Donald Trump has been working to repair his relationship with veterans since he suggested early in his campaign that Sen. John McCain was not a war hero because he was captured during the Vietnam War. He also raised eyebrows earlier this year when he failed to immediately disclose which veterans' charities he'd given money to following a fundraiser he'd held in place of appearing at a Republican debate.

On Monday, Trump pledged to crack down on Veterans Affairs employees who fail to serve veterans, and that his administration would mount a full investigation into the VA.

“Right now, when VA employees fail our veterans, you can’t discipline them,” was Trump’s claim. “That’s because of outdated civil service rules in need of reform.”

Before Trump took the stage, the crowd heard from Florida’s 1st House District Representative. Jeff Miller endorsed Trump in March, not long after he announced his retirement from Congress after eight terms. He has tackled numerous VA issues during his tenure on the Hill.

“Donald Trump knows the challenges that face America’s veterans today,” Miller told the crowd. “He has the experience and the leadership that’s necessary to boldly reform the Department of Veterans Affairs.”

House and Senate lawmakers adopted separate spending plans, setting the stage for another program funding boost in fiscal 2017 but also months of negotiations over a host of new veterans’ initiatives. The Obama Administration’s asking for $66.4 billion in discretionary funding for Medical Care, and $104 billion in in mandatory funding for Veterans benefits programs.

But Miller contends it’s not just about the money.

“The Department of Veterans Affairs budget has quadrupled since 2001,” said Miller. “But the same department lurches back and forth every single day from scandal to scandal. And veterans continue to pay the price.”

Charles Zelden, a political scientist at Nova Southeastern University in Fort Lauderdale, says there are two approaches in looking at those supporting Donald Trump, especially among the political class.

“One is they’re buying into Trump’s message, or they think their constituents are buying into it,” Zelden said. “The other is they feel they can get something out of it, either for themselves or their constituency.”

But since Miller is leaving office, there’s no future constituency at play. The question then becomes, what do Miller and other supporters hope to get out of their Trump endorsements?

“It could just be ideological, it could be they agree with Trump,” said Zelden. “But in the back of your mind you’re wondering if they’re thinking that ‘You know, if Trump wins, I could get a job in the executive branch.’ In [Miller’s] case, VA Secretary would definitely be a possibility.”

There is no indication at this time that Jeff Miller is either seeking, or being sought for, any post in a Trump Administration.

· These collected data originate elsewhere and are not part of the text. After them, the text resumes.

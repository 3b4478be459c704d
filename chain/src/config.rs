//! Platform limits with environment overrides.

use crate::constants::{MIN_ACCOUNT_BALANCE, XCC_GAS};
use crate::types::{Balance, Gas};
use serde::{Deserialize, Serialize};
use std::env;

/// Limits the contracts enforce and forward
#[derive(Debug, Clone, Copy, PartialEq, Eq, Serialize, Deserialize)]
pub struct ChainConfig {
    /// Deposit required by `initialize` and `create_event`
    pub min_account_balance: Balance,
    /// Gas attached to cross-contract calls and callbacks
    pub xcc_gas: Gas,
}

impl ChainConfig {
    /// Load configuration from environment variables
    ///
    /// - `GALA_MIN_ACCOUNT_BALANCE`: yocto amount, defaults to 3 NEAR
    /// - `GALA_XCC_GAS`: gas units, defaults to 20 Tgas
    ///
    /// Unparseable values fall back to the defaults.
    #[must_use]
    pub fn from_env() -> Self {
        let min_account_balance = env::var("GALA_MIN_ACCOUNT_BALANCE")
            .ok()
            .and_then(|v| v.parse().ok())
            .unwrap_or(MIN_ACCOUNT_BALANCE);

        let xcc_gas = env::var("GALA_XCC_GAS")
            .ok()
            .and_then(|v| v.parse::<u64>().ok())
            .map_or(XCC_GAS, Gas::new);

        Self {
            min_account_balance,
            xcc_gas,
        }
    }

    /// Override the minimum account balance
    #[must_use]
    pub const fn with_min_account_balance(mut self, balance: Balance) -> Self {
        self.min_account_balance = balance;
        self
    }

    /// Override the cross-contract gas
    #[must_use]
    pub const fn with_xcc_gas(mut self, gas: Gas) -> Self {
        self.xcc_gas = gas;
        self
    }
}

impl Default for ChainConfig {
    fn default() -> Self {
        Self {
            min_account_balance: MIN_ACCOUNT_BALANCE,
            xcc_gas: XCC_GAS,
        }
    }
}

And Zelden adds that other candidates often reward fidelity with a federal paycheck.

“[Presumptive Democratic presidential nominee] Hillary Clinton is going to pick individuals for her cabinet who were loyal to her during the election cycle,” said Zelden. “It’s not so much a payoff as it’s sort of you want people in those positions who you know you can trust.”

For now, it’s unclear how Donald Trump’s commission would be different from the one that unveiled its findings last week. That report recommended replacing the VA program with a new, nationwide community care network, open to all veterans, regardless of how long they have waited for care or where they live.